*Task prompt*
Take the listing below and print exactly the lines starting at the line containing "with each other;" and ending at the line containing "let avg_rank = (i", both ends included, and no others.

*Given data*

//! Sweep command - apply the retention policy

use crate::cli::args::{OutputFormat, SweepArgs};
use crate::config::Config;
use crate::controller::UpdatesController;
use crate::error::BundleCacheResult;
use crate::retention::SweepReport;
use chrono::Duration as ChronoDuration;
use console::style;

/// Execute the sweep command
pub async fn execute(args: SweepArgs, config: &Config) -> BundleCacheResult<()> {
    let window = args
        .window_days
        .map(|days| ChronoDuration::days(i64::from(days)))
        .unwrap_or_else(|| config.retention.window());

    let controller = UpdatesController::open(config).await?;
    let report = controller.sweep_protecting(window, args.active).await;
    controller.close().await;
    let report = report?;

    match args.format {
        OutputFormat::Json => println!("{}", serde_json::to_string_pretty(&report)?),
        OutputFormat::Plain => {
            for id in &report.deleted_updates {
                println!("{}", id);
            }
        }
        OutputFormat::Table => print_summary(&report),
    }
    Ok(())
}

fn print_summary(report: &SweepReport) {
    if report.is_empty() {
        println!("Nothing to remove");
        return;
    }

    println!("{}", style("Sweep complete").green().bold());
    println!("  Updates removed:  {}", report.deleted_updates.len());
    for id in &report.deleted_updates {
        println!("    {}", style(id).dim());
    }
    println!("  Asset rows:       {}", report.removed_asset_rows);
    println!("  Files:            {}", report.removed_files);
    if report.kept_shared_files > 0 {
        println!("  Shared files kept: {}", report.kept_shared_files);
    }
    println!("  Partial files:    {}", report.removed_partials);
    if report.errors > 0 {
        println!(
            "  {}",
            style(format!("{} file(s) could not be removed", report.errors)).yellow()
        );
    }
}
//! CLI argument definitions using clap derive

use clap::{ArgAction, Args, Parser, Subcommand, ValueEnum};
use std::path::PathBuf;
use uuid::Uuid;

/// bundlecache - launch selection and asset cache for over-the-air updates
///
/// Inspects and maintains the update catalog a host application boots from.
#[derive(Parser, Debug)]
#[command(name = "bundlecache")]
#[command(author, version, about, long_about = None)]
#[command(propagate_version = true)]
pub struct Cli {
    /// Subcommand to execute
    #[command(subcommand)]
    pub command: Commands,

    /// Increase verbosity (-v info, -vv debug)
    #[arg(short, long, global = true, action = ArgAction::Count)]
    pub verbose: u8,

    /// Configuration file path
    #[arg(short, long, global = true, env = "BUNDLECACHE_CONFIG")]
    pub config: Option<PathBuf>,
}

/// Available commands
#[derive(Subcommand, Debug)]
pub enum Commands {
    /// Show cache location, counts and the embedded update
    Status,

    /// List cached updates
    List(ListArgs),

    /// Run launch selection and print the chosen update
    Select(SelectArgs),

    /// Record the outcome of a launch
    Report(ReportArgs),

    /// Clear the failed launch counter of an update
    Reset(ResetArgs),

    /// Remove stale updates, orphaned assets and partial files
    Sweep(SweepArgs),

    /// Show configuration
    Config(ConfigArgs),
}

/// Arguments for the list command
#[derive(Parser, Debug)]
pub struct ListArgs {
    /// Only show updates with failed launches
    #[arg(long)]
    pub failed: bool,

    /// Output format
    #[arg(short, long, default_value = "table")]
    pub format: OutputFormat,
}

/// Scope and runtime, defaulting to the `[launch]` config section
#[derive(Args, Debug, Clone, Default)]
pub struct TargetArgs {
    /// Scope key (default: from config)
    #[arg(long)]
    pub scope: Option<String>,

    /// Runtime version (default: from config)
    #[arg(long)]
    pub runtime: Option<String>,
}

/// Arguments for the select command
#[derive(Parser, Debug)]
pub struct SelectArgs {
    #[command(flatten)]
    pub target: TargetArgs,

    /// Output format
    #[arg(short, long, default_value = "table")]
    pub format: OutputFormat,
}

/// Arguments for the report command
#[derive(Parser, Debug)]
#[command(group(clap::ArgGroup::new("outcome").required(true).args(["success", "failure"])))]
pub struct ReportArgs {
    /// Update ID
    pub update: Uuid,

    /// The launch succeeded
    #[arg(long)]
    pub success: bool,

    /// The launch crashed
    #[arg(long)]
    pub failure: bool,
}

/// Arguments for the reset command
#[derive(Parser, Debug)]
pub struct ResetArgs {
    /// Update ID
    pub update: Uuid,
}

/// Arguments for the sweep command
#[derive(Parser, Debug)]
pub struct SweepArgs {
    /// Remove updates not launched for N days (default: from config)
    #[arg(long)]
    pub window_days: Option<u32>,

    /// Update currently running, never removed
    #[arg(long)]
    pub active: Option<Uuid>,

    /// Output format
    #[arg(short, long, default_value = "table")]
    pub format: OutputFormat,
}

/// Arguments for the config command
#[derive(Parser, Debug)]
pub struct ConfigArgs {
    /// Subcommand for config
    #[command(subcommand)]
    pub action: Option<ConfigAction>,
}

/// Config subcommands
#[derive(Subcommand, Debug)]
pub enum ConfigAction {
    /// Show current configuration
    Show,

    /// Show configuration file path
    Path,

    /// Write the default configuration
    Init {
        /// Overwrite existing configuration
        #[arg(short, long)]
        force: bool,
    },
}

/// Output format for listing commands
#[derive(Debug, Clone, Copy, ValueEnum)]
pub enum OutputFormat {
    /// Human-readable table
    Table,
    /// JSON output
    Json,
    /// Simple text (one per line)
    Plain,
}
--
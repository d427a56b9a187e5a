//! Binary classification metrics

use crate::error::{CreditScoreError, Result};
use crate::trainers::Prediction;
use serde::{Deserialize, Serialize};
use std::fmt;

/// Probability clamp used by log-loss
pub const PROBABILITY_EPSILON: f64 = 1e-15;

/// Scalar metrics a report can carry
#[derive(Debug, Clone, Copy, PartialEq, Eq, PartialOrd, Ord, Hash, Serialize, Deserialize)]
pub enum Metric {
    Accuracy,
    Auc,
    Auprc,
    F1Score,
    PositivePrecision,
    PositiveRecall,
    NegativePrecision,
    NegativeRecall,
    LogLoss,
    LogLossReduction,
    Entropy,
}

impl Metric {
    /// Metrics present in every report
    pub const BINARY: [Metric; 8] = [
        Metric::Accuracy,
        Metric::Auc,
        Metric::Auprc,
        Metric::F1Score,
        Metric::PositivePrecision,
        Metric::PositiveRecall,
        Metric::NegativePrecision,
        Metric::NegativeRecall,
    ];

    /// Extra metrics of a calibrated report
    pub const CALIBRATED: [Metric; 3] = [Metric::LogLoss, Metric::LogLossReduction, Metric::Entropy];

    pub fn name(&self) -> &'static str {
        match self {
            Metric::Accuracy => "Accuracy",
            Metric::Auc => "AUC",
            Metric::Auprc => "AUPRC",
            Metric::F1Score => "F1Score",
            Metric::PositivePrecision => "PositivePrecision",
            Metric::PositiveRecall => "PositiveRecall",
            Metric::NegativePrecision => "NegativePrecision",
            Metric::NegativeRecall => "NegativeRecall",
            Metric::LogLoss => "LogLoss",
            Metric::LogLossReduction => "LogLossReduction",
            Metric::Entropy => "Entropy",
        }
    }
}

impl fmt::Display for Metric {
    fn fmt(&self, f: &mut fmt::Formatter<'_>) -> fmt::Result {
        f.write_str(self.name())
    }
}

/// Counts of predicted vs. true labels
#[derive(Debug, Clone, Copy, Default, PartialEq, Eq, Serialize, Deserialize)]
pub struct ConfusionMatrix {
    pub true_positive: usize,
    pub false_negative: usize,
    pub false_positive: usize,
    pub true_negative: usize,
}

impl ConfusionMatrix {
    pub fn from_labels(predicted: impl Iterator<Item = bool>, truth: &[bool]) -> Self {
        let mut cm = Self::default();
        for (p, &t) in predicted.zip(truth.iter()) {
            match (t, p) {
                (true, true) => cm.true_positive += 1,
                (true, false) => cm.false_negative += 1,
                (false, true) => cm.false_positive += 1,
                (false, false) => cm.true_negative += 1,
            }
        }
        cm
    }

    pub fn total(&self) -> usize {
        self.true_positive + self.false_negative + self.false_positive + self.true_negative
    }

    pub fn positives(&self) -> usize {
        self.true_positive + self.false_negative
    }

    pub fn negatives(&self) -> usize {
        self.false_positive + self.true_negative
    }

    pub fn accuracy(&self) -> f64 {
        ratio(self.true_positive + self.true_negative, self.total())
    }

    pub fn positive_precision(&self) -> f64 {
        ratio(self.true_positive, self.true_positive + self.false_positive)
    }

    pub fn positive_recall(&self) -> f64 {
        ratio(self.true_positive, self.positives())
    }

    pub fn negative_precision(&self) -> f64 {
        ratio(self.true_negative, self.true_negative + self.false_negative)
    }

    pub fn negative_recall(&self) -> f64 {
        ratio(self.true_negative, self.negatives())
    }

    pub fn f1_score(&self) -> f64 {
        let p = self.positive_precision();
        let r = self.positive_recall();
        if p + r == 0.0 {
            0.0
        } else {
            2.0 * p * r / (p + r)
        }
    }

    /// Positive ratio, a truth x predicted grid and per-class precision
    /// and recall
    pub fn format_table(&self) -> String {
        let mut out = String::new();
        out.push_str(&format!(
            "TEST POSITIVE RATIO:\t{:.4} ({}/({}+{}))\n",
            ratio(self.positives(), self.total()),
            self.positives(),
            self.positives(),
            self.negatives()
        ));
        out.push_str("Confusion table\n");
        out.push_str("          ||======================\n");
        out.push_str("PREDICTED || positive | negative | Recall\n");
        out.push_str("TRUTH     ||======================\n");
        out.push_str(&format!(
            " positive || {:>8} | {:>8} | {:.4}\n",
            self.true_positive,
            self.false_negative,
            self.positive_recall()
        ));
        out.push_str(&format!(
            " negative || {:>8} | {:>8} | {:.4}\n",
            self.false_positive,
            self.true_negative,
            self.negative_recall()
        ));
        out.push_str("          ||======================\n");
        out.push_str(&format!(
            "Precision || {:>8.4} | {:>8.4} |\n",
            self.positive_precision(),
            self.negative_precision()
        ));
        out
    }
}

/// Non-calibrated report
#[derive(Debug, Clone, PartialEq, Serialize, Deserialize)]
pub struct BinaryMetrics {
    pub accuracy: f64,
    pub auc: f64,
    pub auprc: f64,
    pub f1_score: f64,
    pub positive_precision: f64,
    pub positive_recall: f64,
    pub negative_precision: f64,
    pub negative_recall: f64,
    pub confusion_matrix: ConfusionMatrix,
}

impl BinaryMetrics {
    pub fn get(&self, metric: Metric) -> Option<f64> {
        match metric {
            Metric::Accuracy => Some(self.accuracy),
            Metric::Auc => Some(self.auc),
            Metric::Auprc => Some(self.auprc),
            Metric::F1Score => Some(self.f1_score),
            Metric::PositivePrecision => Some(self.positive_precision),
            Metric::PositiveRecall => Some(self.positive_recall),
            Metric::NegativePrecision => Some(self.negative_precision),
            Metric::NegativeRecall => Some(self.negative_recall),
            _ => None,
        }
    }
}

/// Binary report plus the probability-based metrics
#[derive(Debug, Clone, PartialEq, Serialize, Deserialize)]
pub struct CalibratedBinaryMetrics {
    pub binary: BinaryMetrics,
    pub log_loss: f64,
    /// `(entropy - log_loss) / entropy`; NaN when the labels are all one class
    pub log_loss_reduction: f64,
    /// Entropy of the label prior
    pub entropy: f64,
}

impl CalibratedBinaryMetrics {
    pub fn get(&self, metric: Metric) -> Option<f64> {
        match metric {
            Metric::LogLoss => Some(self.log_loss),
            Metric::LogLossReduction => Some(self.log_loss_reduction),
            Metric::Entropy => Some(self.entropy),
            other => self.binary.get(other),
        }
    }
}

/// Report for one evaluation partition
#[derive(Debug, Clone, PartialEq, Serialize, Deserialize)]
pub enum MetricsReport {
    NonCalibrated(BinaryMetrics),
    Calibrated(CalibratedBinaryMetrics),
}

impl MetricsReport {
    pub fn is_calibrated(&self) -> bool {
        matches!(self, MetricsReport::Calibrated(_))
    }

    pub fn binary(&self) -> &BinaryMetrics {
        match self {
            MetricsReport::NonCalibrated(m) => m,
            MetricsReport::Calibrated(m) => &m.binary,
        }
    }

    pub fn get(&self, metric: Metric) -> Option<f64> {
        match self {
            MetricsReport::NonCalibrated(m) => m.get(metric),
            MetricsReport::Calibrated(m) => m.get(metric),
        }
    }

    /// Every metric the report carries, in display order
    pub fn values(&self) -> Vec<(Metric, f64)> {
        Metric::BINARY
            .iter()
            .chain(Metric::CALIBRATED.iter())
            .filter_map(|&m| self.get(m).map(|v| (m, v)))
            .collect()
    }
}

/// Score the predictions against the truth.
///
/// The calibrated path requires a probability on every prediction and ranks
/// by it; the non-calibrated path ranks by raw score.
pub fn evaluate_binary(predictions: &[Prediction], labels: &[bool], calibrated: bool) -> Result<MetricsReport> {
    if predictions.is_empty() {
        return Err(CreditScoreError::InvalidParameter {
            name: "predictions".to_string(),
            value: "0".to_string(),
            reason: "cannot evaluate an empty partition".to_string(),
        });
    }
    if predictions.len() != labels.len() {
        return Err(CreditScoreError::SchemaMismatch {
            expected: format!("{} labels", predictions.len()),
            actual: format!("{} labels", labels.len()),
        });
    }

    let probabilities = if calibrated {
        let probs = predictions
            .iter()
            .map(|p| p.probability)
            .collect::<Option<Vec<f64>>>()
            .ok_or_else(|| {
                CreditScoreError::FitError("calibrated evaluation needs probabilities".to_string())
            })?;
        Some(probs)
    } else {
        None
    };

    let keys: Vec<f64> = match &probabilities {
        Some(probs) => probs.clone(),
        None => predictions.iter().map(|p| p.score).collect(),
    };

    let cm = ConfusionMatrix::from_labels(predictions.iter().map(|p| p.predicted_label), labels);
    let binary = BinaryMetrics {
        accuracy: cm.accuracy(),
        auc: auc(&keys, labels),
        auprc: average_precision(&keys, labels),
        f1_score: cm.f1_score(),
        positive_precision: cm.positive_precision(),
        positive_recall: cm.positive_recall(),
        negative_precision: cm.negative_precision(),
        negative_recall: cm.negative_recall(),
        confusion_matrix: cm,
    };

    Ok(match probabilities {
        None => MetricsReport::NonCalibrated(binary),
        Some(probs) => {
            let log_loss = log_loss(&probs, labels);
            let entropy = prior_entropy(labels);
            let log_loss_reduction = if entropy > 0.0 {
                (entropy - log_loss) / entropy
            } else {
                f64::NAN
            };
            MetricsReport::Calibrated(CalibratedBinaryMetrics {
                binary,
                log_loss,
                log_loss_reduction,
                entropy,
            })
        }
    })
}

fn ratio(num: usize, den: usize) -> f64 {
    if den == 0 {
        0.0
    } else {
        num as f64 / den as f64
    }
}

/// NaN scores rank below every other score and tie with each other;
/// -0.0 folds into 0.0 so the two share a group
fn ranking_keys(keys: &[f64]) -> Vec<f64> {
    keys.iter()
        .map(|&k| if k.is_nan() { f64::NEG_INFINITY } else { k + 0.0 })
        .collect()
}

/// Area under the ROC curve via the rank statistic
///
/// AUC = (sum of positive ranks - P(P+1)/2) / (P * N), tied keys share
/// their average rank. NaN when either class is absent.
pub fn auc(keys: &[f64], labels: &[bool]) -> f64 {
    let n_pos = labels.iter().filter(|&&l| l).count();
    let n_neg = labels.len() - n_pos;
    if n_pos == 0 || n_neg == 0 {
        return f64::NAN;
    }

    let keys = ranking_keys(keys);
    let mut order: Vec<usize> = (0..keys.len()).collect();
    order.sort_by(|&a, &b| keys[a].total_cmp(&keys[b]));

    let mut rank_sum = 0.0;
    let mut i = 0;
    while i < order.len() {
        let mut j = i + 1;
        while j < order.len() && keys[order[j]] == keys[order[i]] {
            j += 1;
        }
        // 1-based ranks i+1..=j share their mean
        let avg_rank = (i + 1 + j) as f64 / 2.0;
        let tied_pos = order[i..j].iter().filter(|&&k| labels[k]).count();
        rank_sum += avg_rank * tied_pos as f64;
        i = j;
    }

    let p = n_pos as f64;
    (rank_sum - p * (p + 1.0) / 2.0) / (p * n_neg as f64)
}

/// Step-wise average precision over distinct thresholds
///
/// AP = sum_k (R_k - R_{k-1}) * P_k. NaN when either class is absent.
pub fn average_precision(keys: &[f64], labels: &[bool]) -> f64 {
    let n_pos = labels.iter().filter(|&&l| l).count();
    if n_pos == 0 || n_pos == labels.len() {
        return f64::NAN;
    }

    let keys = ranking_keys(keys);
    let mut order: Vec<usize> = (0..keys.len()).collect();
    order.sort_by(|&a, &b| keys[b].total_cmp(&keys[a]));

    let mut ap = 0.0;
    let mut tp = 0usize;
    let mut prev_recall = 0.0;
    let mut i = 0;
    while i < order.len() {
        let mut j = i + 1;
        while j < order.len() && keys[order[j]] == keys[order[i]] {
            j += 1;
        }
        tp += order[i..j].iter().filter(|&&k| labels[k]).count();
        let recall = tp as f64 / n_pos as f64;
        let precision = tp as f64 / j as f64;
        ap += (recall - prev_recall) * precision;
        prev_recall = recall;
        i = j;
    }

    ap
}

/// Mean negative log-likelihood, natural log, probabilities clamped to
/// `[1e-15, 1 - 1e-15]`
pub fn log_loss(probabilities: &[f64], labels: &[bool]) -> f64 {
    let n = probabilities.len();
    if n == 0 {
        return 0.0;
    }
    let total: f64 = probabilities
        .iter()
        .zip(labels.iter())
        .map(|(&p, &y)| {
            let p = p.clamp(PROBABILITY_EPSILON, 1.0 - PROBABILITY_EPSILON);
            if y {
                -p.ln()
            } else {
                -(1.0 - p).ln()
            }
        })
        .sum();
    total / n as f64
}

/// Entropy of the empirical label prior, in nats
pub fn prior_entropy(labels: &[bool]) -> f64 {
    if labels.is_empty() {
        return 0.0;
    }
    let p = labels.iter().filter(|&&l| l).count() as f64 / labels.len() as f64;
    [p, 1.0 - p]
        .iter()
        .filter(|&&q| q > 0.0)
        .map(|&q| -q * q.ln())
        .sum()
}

*Response area*
/// NaN scores rank below every other score and tie with each other;
/// -0.0 folds into 0.0 so the two share a group
fn ranking_keys(keys: &[f64]) -> Vec<f64> {
    keys.iter()
        .map(|&k| if k.is_nan() { f64::NEG_INFINITY } else { k + 0.0 })
        .collect()
}

/// Area under the ROC curve via the rank statistic
///
/// AUC = (sum of positive ranks - P(P+1)/2) / (P * N), tied keys share
/// their average rank. NaN when either class is absent.
pub fn auc(keys: &[f64], labels: &[bool]) -> f64 {
    let n_pos = labels.iter().filter(|&&l| l).count();
    let n_neg = labels.len() - n_pos;
    if n_pos == 0 || n_neg == 0 {
        return f64::NAN;
    }

    let keys = ranking_keys(keys);
    let mut order: Vec<usize> = (0..keys.len()).collect();
    order.sort_by(|&a, &b| keys[a].total_cmp(&keys[b]));

    let mut rank_sum = 0.0;
    let mut i = 0;
    while i < order.len() {
        let mut j = i + 1;
        while j < order.len() && keys[order[j]] == keys[order[i]] {
            j += 1;
        }
        // 1-based ranks i+1..=j share their mean
        let avg_rank = (i + 1 + j) as f64 / 2.0;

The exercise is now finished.